Workstation Features

  • Persistent Storage: Ensures work saved in your home directory is retained across sessions.

  • Web-Based Access: Enables users to work from any approved device without local installation.

  • Pre-Configured Environments: Standardizes tool availability (R, Python, etc.) for streamlined development.

  • IAM-Based Security Policies: Enforces access controls to safeguard resources.

  • Consistent & Replicable Environments: Provides uniform configurations to enhance reproducibility.

The NMFS Google Workstations “Freemium” model

  • A comprehensive range of standard workstation configurations are provided at no direct cost to the user or their FMC.

  • This service is centrally funded by the OCIO Fisheries Cloud Program and is designed for common data analysis, modeling, and general development workloads.

  • This model ensures all users have access to a valuable baseline service without immediate financial constraint.

This tiered structure allows us to offer a valuable baseline service to all users while providing a scalable path for those with more demanding computational needs.
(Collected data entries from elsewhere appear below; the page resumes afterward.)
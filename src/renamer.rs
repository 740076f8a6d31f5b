//! Name patterns for files and folders.
//!
//! An [`ItemRenamer`] wraps a [`StringPattern`] configured with the built-in
//! fields below. Each call to [`ItemRenamer::rename`] renders the pattern for
//! one item; number fields keep counting across calls on the same renamer.
//!
//! | Field | Arguments | Produces |
//! |-------|-----------|----------|
//! | `[001]` (any digits) | `%n`, `%d`, `%dN` | Sequential number, padded to the field width |
//! | `[image name]` | extension mode | Item name |
//! | `[image path]` | separator, wrapper, extension mode | Parent folder names plus item name |
//! | `[output folder]` | component mode, separator, wrapper | Components of the output directory |
//! | `[current date]` | strftime format | Today's date |
//! | `[replace]` | field, regex, replacement, count, flags | Regex replacement over another field |
//!
//! Extension modes: `%e` keeps the extension, `%i` keeps it only if it equals
//! the target extension, `%n` keeps it only if it differs. Without a mode the
//! extension is stripped.

use chrono::Local;
use chrono::format::{Item as FormatItem, StrftimeItems};
use regex::RegexBuilder;
use std::collections::HashMap;
use std::fmt::Write as _;
use std::path::{Component, PathBuf};
use std::rc::Rc;

use crate::itemtree::{ItemId, ItemTree, SharedTree};
use crate::naming::{file_extension, filename_root};
use crate::pattern::{Field, FieldError, PatternError, Signature, StringPattern};

const NUMBER_KEY: &str = "^[0-9]+$";
const PATH_COMPONENT_TOKEN: &str = "%c";

/// Everything the built-in fields may look at while rendering one item.
#[derive(Debug, Clone)]
pub struct RenameContext {
    pub tree: SharedTree,
    /// The item being renamed.
    pub item: ItemId,
    /// Items that passed the run's conditions. `None` outside a run, in
    /// which case numbering counts the whole tree.
    pub matching_items: Option<Rc<[ItemId]>>,
    pub matching_items_and_parents: Option<Rc<[ItemId]>>,
    /// Extension files are exported with, without the dot.
    pub file_extension: String,
    pub output_dir: PathBuf,
}

impl RenameContext {
    pub fn new(tree: SharedTree, item: ItemId) -> Self {
        Self {
            tree,
            item,
            matching_items: None,
            matching_items_and_parents: None,
            file_extension: String::new(),
            output_dir: PathBuf::new(),
        }
    }

    /// The same context pointed at another item.
    pub fn for_item(&self, item: ItemId) -> Self {
        Self { item, ..self.clone() }
    }
}

/// Renders new names for items from a pattern.
pub struct ItemRenamer {
    pattern: StringPattern<RenameContext>,
    rename_files: bool,
    rename_folders: bool,
}

impl ItemRenamer {
    pub fn new(pattern: &str, rename_files: bool, rename_folders: bool) -> Result<Self, PatternError> {
        Ok(Self {
            pattern: StringPattern::new(pattern, builtin_fields(rename_files, rename_folders))?,
            rename_files,
            rename_folders,
        })
    }

    pub fn rename(&mut self, context: &RenameContext) -> String {
        self.pattern.substitute(context)
    }

    pub fn pattern(&self) -> &str {
        self.pattern.pattern()
    }

    pub fn rename_files(&self) -> bool {
        self.rename_files
    }

    pub fn rename_folders(&self) -> bool {
        self.rename_folders
    }
}

// ============================================================================
// Fields
// ============================================================================

type PlainFieldFn = fn(&RenameContext, &[String]) -> Result<String, FieldError>;

/// A stateless field, callable both from a pattern and from `[replace]`.
struct PlainField {
    key: &'static str,
    signature: Signature,
    func: PlainFieldFn,
}

fn plain_fields() -> Vec<PlainField> {
    vec![
        PlainField {
            key: "image name",
            signature: Signature::none().optional([""]),
            func: image_name,
        },
        PlainField {
            key: "image path",
            signature: Signature::none().optional(["-", "", ""]),
            func: image_path,
        },
        PlainField {
            key: "output folder",
            signature: Signature::none().optional(["%b", "-", ""]),
            func: output_folder,
        },
        PlainField {
            key: "current date",
            signature: Signature::none().optional(["%Y-%m-%d"]),
            func: current_date,
        },
        PlainField {
            key: "replace",
            signature: Signature::none().required(3).variadic(),
            func: replace,
        },
    ]
}
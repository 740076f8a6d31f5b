//! CLI output formatting.
//!
//! # Output Format
//!
//! ## Run / Preview
//!
//! Items are listed in tree order, indented by depth. A renamed item shows
//! its original name, then its new name. Exported files show where they went.
//!
//! ```text
//! Body
//!     Hands
//!         Left.png → Body_Hands_Left
//!             Output: output/Body/Hands/Body_Hands_Left.png
//!     Torso.png → Body_Torso
//!         Output: output/Body/Body_Torso.png (not written)
//!
//! Skipped
//!     plug-in-blur: "Left.png": nothing to blur
//!
//! Processed 2 files, exported 1
//! ```
//!
//! ## Commands
//!
//! ```text
//! Actions
//! 001 [x] Rename (rename, builtin)
//! 002 [ ] Export (export, builtin)
//!
//! Conditions
//! 001 [x] Matching File Extension (matching_file_extension, builtin)
//! ```
//!
//! # Architecture
//!
//! Each view has a `format_*` function (returns `Vec<String>`) for testability
//! and a `print_*` wrapper that writes to stdout. Format functions are pure:
//! no I/O, no side effects.

use std::collections::BTreeMap;

use crate::batcher::{BatchReport, CommandIssues, Issue};
use crate::commands::CommandGroup;
use crate::renamer::{ExampleLine, FieldInfo};

/// Format a 1-based positional index as 3-digit zero-padded.
fn format_index(pos: usize) -> String {
    format!("{:0>3}", pos)
}

/// Return indentation string: 4 spaces per depth level.
fn indent(depth: usize) -> String {
    "    ".repeat(depth)
}

fn plural(count: usize, word: &str) -> String {
    if count == 1 {
        format!("{count} {word}")
    } else {
        format!("{count} {word}s")
    }
}

// ============================================================================
// Run report
// ============================================================================

fn issue_line(command: &str, issue: &Issue) -> String {
    match &issue.item {
        Some(item) => format!("{}{}: \"{}\": {}", indent(1), command, item, issue.message),
        None => format!("{}{}: {}", indent(1), command, issue.message),
    }
}

fn issue_section(title: &str, issues: &CommandIssues) -> Vec<String> {
    if issues.is_empty() {
        return Vec::new();
    }
    let mut lines = vec![String::new(), title.to_string()];
    let all: [&BTreeMap<String, Vec<Issue>>; 2] = [&issues.conditions, &issues.actions];
    for map in all {
        for (command, list) in map {
            lines.extend(list.iter().map(|issue| issue_line(command, issue)));
        }
    }
    lines
}

pub fn format_report(report: &BatchReport) -> Vec<String> {
    let mut lines = Vec::new();

    for item in &report.items {
        let orig = item
            .source
            .file_name()
            .map(|n| n.to_string_lossy().into_owned())
            .unwrap_or_default();
        let header = if orig == item.name {
            format!("{}{}", indent(item.depth), orig)
        } else {
            format!("{}{} → {}", indent(item.depth), orig, item.name)
        };
        lines.push(header);

        if let Some(path) = &item.output_path {
            let status = if item.written { "" } else { " (not written)" };
            lines.push(format!("{}Output: {}{}", indent(item.depth + 1), path.display(), status));
        }
    }

    lines.extend(issue_section("Skipped", &report.skipped));
    lines.extend(issue_section("Failed", &report.failed));

    lines.push(String::new());
    lines.push(format!(
        "Processed {}, exported {}",
        plural(report.files().count(), "file"),
        report.written_count()
    ));
    lines
}

pub fn print_report(report: &BatchReport) {
    for line in format_report(report) {
        println!("{}", line);
    }
}

// ============================================================================
// Commands
// ============================================================================

fn command_lines(title: &str, group: &CommandGroup) -> Vec<String> {
    let mut lines = vec![title.to_string()];
    if group.is_empty() {
        lines.push(format!("{}(none)", indent(1)));
    }
    for (i, command) in group.iter().enumerate() {
        let marker = if command.enabled { "[x]" } else { "[ ]" };
        lines.push(format!(
            "{} {} {} ({}, {})",
            format_index(i + 1),
            marker,
            command.label(),
            command.name,
            command.origin.as_str()
        ));
    }
    lines
}

pub fn format_commands(actions: &CommandGroup, conditions: &CommandGroup) -> Vec<String> {
    let mut lines = command_lines("Actions", actions);
    lines.push(String::new());
    lines.extend(command_lines("Conditions", conditions));
    lines
}

pub fn print_commands(actions: &CommandGroup, conditions: &CommandGroup) {
    for line in format_commands(actions, conditions) {
        println!("{}", line);
    }
}

// ============================================================================
// Fields
// ============================================================================

pub fn format_fields(fields: &[FieldInfo]) -> Vec<String> {
    let mut lines = Vec::new();
    for (i, field) in fields.iter().enumerate() {
        if i > 0 {
            lines.push(String::new());
        }
        lines.push(format!("{} {}", field.display_name, field.str_to_insert));
        for example in &field.examples {
            match example {
                ExampleLine::Note(note) => lines.push(format!("{}{}", indent(1), note)),
                ExampleLine::Example(pattern, result) => {
                    lines.push(format!("{}{} → {}", indent(1), pattern, result))
                }
            }
        }
    }
    lines
}

pub fn print_fields(fields: &[FieldInfo]) {
    for line in format_fields(fields) {
        println!("{}", line);
    }
}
Workstation ConfigurationsWorkstation Configurations

Workstation Type Recommended Use Case

Base Workstations

(base-*)

Advanced users who require full control over their computing environment to install and configure custom tools.

Code OSS Workstations

(oss-*)

General-purpose coding in Python, R, or other languages; similar to VS Code.

Python Workstations

(nmfs-jupyter-*)

Fisheries scientists and analysts using Python-based tools such as Jupyter for machine learning and geospatial analysis.

R Workstations

(nmfs-rstudio-*)

Fisheries scientists and analysts using custom R environments for stock assessments, modeling, and statistical analysis.

Posit Workbench Workstations

(posit-*)

Users working primarily with R and Python in a professional RStudio Pro, VS Code, or Positron environment. Ideal for data scientists and statisticians.

Workstation Sizes

Name vCPUs RAM (GB) Disk (GB) Typical Workload
Small 2 8 10 Single-threaded processing, low memory requirements.
Medium 8 32 50 Mid-tier option for heavier data processing and parallel tasks.
Large 16 64 100 Multi-threaded, memory-intensive workloads and complex modeling.
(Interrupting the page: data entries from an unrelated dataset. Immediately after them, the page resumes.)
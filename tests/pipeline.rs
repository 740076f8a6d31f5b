//! End-to-end tests: source directory → item tree → pipeline → exported files.

use batcher::batcher::{BatchError, BatchOptions, Batcher};
use batcher::builtins::{MatchMode, OverwriteMode, export_dict, matching_text_dict, rename_dict};
use batcher::commands::{CommandGroup, load_pipeline, save_pipeline};
use batcher::config::{self, BatchConfig, ConfigOverrides, NameFilter};
use batcher::itemtree::ItemTree;
use batcher::pdb::{InMemoryProcedureDatabase, ProcedureDatabase};
use std::fs;
use std::path::{Path, PathBuf};
use std::rc::Rc;
use tempfile::TempDir;
use walkdir::WalkDir;

// ============================================================================
// Helpers
// ============================================================================

/// Create files (content = relative path) under a new temp directory.
fn source(files: &[&str]) -> TempDir {
    let tmp = TempDir::new().unwrap();
    for file in files {
        let path = tmp.path().join(file);
        fs::create_dir_all(path.parent().unwrap()).unwrap();
        fs::write(&path, file).unwrap();
    }
    tmp
}

/// Relative paths of all files under `root`, sorted, with `/` separators.
fn files_in(root: &Path) -> Vec<String> {
    let mut files: Vec<String> = WalkDir::new(root)
        .into_iter()
        .filter_map(Result::ok)
        .filter(|e| e.file_type().is_file())
        .map(|e| {
            e.path()
                .strip_prefix(root)
                .unwrap()
                .components()
                .map(|c| c.as_os_str().to_string_lossy().into_owned())
                .collect::<Vec<_>>()
                .join("/")
        })
        .collect();
    files.sort();
    files
}

fn batcher_for(src: &Path, out: &Path, is_preview: bool) -> Batcher {
    Batcher::new(
        ItemTree::from_dir(src).unwrap(),
        BatchOptions {
            output_dir: out.to_path_buf(),
            is_preview,
            ..BatchOptions::default()
        },
    )
}

fn run_config(src: &Path, out: &Path, config: &BatchConfig) -> batcher::batcher::BatchReport {
    let (actions, conditions) = config::build_pipeline(config, src).unwrap();
    batcher_for(src, out, false).run(&actions, &conditions).unwrap()
}

// ============================================================================
// Tests
// ============================================================================

#[test]
fn default_config_exports_every_file_with_its_folders() {
    let src = source(&["Body/Hands/Left.png", "Body/Torso.png", "cover.png"]);
    let out = TempDir::new().unwrap();

    let report = run_config(src.path(), out.path(), &BatchConfig::default());

    assert_eq!(
        files_in(out.path()),
        vec!["Body/Hands/Left.png", "Body/Torso.png", "cover.png"]
    );
    assert_eq!(report.written_count(), 3);
    assert_eq!(
        fs::read_to_string(out.path().join("Body/Torso.png")).unwrap(),
        "Body/Torso.png"
    );
}

#[test]
fn numbered_pattern_restarts_per_folder() {
    let src = source(&["a/x.png", "a/y.png", "b/z.png"]);
    let out = TempDir::new().unwrap();
    let mut config = BatchConfig::default();
    config.rename.pattern = "image[001]".to_string();

    run_config(src.path(), out.path(), &config);

    assert_eq!(
        files_in(out.path()),
        vec!["a/image001.png", "a/image002.png", "b/image001.png"]
    );
}

#[test]
fn conditions_from_config_filter_files() {
    let src = source(&["keep.png", "skip.jpg", "draft-keep.png"]);
    let out = TempDir::new().unwrap();
    let mut config = BatchConfig::default();
    config.conditions.matching_file_extension = true;
    config.conditions.name_filter = Some(NameFilter {
        text: "DRAFT".to_string(),
        match_mode: MatchMode::DoesNotStartWith,
        ignore_case: true,
    });

    let report = run_config(src.path(), out.path(), &config);

    assert_eq!(files_in(out.path()), vec!["keep.png"]);
    assert_eq!(report.files().count(), 1);
}

#[test]
fn preview_writes_nothing_but_plans_outputs() {
    let src = source(&["Body/Left.png"]);
    let out = TempDir::new().unwrap();
    let (actions, conditions) = config::build_pipeline(
        &BatchConfig {
            rename: config::RenameConfig {
                pattern: "[image path, _]".to_string(),
                ..config::RenameConfig::default()
            },
            ..BatchConfig::default()
        },
        src.path(),
    )
    .unwrap();

    let report = batcher_for(src.path(), out.path(), true)
        .run(&actions, &conditions)
        .unwrap();

    assert!(files_in(out.path()).is_empty());
    let left = report.files().next().unwrap();
    assert_eq!(left.name, "Body_Left");
    assert_eq!(left.source, PathBuf::from("Body").join("Left.png"));
    assert_eq!(left.output_path, Some(out.path().join("Body").join("Body_Left.png")));
    assert!(!left.written);
}

#[test]
fn overwrite_modes_on_second_run() {
    let src = source(&["a.png"]);
    let out = TempDir::new().unwrap();
    fs::write(out.path().join("a.png"), "old").unwrap();

    let run_with = |mode: OverwriteMode| {
        let actions = CommandGroup::create(
            "actions",
            vec![rename_dict("[image name]", true, false), export_dict("png", mode)],
        )
        .unwrap();
        let conditions = CommandGroup::create("conditions", vec![]).unwrap();
        batcher_for(src.path(), out.path(), false)
            .run(&actions, &conditions)
            .unwrap()
    };

    let report = run_with(OverwriteMode::Skip);
    assert_eq!(report.written_count(), 0);
    assert_eq!(fs::read_to_string(out.path().join("a.png")).unwrap(), "old");

    run_with(OverwriteMode::RenameNew);
    assert_eq!(files_in(out.path()), vec!["a (1).png", "a.png"]);

    run_with(OverwriteMode::Replace);
    assert_eq!(fs::read_to_string(out.path().join("a.png")).unwrap(), "a.png");
}

#[test]
fn saved_pipeline_round_trips_through_a_run() {
    let src = source(&["one.png", "two.png"]);
    let out = TempDir::new().unwrap();
    let pipeline = src.path().join("pipeline.json");

    let actions = CommandGroup::create(
        "actions",
        vec![rename_dict("img[1, %n]", true, false), export_dict("png", OverwriteMode::Replace)],
    )
    .unwrap();
    let conditions = CommandGroup::create(
        "conditions",
        vec![matching_text_dict(MatchMode::EndsWith, ".png", false)],
    )
    .unwrap();
    save_pipeline(&pipeline, &actions, &conditions).unwrap();

    let mut loaded_actions = CommandGroup::create("actions", vec![]).unwrap();
    let mut loaded_conditions = CommandGroup::create("conditions", vec![]).unwrap();
    load_pipeline(&pipeline, &mut loaded_actions, &mut loaded_conditions).unwrap();

    let tree = ItemTree::from_dir_excluding(src.path(), &[pipeline.clone()]).unwrap();
    let batcher = Batcher::new(
        tree,
        BatchOptions {
            output_dir: out.path().to_path_buf(),
            ..BatchOptions::default()
        },
    );
    batcher.run(&loaded_actions, &loaded_conditions).unwrap();

    assert_eq!(files_in(out.path()), vec!["img1.png", "img2.png"]);
}

#[test]
fn config_file_and_overrides_drive_the_run() {
    let src = source(&["photo.png"]);
    let out = TempDir::new().unwrap();
    fs::write(
        src.path().join(config::CONFIG_FILE_NAME),
        "[rename]\npattern = \"from-file-[image name]\"\n",
    )
    .unwrap();

    let overrides = ConfigOverrides {
        file_extension: Some("jpg".to_string()),
        ..ConfigOverrides::default()
    };
    let config = config::load_config(src.path(), None, &overrides).unwrap();
    let report = run_config(src.path(), out.path(), &config);

    // the config file itself is an item too; it is exported like any file
    assert!(files_in(out.path()).contains(&"from-file-photo.jpg".to_string()));
    assert_eq!(report.written_count(), 2);
}

#[test]
fn missing_procedure_stops_the_run() {
    let src = source(&["a.png"]);
    let out = TempDir::new().unwrap();
    let db = InMemoryProcedureDatabase::from_json(r#"[{"name": "plug-in-sharpen", "arguments": []}]"#).unwrap();
    let db: Rc<dyn ProcedureDatabase> = Rc::new(db);

    let mut actions = CommandGroup::create("actions", vec![]).unwrap();
    actions.set_procedure_database(db);
    actions.add("plug-in-sharpen").unwrap();
    let conditions = CommandGroup::create("conditions", vec![]).unwrap();

    // the run has no procedure database, so the command cannot be resolved
    let err = batcher_for(src.path(), out.path(), false)
        .run(&actions, &conditions)
        .unwrap_err();
    assert!(matches!(err, BatchError::Command { ref command, .. } if command == "plug-in-sharpen"));
    assert!(files_in(out.path()).is_empty());
}

#[test]
fn procedures_run_for_each_item() {
    let src = source(&["a.png", "b.png"]);
    let out = TempDir::new().unwrap();
    let db = InMemoryProcedureDatabase::from_json(r#"[{"name": "plug-in-sharpen", "kind": "gegl"}]"#).unwrap();
    let db: Rc<dyn ProcedureDatabase> = Rc::new(db);

    let mut actions = CommandGroup::create("actions", vec![export_dict("png", OverwriteMode::Replace)]).unwrap();
    actions.set_procedure_database(db.clone());
    actions.add("plug-in-sharpen").unwrap();
    actions.reorder("plug-in-sharpen", 0).unwrap();
    let conditions = CommandGroup::create("conditions", vec![]).unwrap();

    let batcher = Batcher::new(
        ItemTree::from_dir(src.path()).unwrap(),
        BatchOptions {
            output_dir: out.path().to_path_buf(),
            procedures: Some(db),
            ..BatchOptions::default()
        },
    );
    let report = batcher.run(&actions, &conditions).unwrap();

    assert!(report.failed.is_empty());
    assert_eq!(files_in(out.path()), vec!["a.png", "b.png"]);
}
Which workstation is right for me?

Considerations when choosing a workstation configuration and size:

  • Are you comfortable on the command line?

  • Do you use one coding language over another?

  • Do you need specialized libraries or packages?

  • Does your code run in parallel?

  • Would your code run on your laptop as is?

Customizing workstation environments

All NMFS Google Workstations currently run on a Linux base. You can install any packages or libraries that you need for your workflow. You should be comfortable with running basic commands from a Linux-style command line (e.g., bash terminal) if you plan to customize your workstation outside of “typical use”

Install R packages using pre-compiled binaries, like the Posit Package Manager

Run the following lines in your R console, then restart your R session

repo_line <- 'options(repos = c(CRAN = "https://packagemanager.posit.co/cran/__linux__/jammy/latest"))'
writeLines(repo_line, "~/.Rprofile")
# Restart R session to lock in Rprofile changes
# Session -> Restart R or Ctrl+Shift+F10

Customizing workstation environments

Install R and Python packages at the user level to ensure they persist across sessions

Remember, system directories are ephemeral, but user directories are persistent

install.packages("package_name", lib="~/Rlibs")
pip install --user package_name

High-Performance and Custom Workstations

You can submit requests for workstations with computing capabilities beyond what we have available through the accelerator program (GPU, high-cost compute). These are handled as independent GCP projects and are subject to FMC cost recovery model.

  1. Submit a specific request to: Joshua Lee (joshua.lee@noaa.gov) and Ed Rodgers (ed.rodgers@noaa.gov). 

  2. This request must detail your requirements (machine type, GPU need, estimated usage).

  3. If approved, your FMC’s administrative/financial point of contact will be required to provide the corresponding Organization, Project, and Task number to enable direct billing.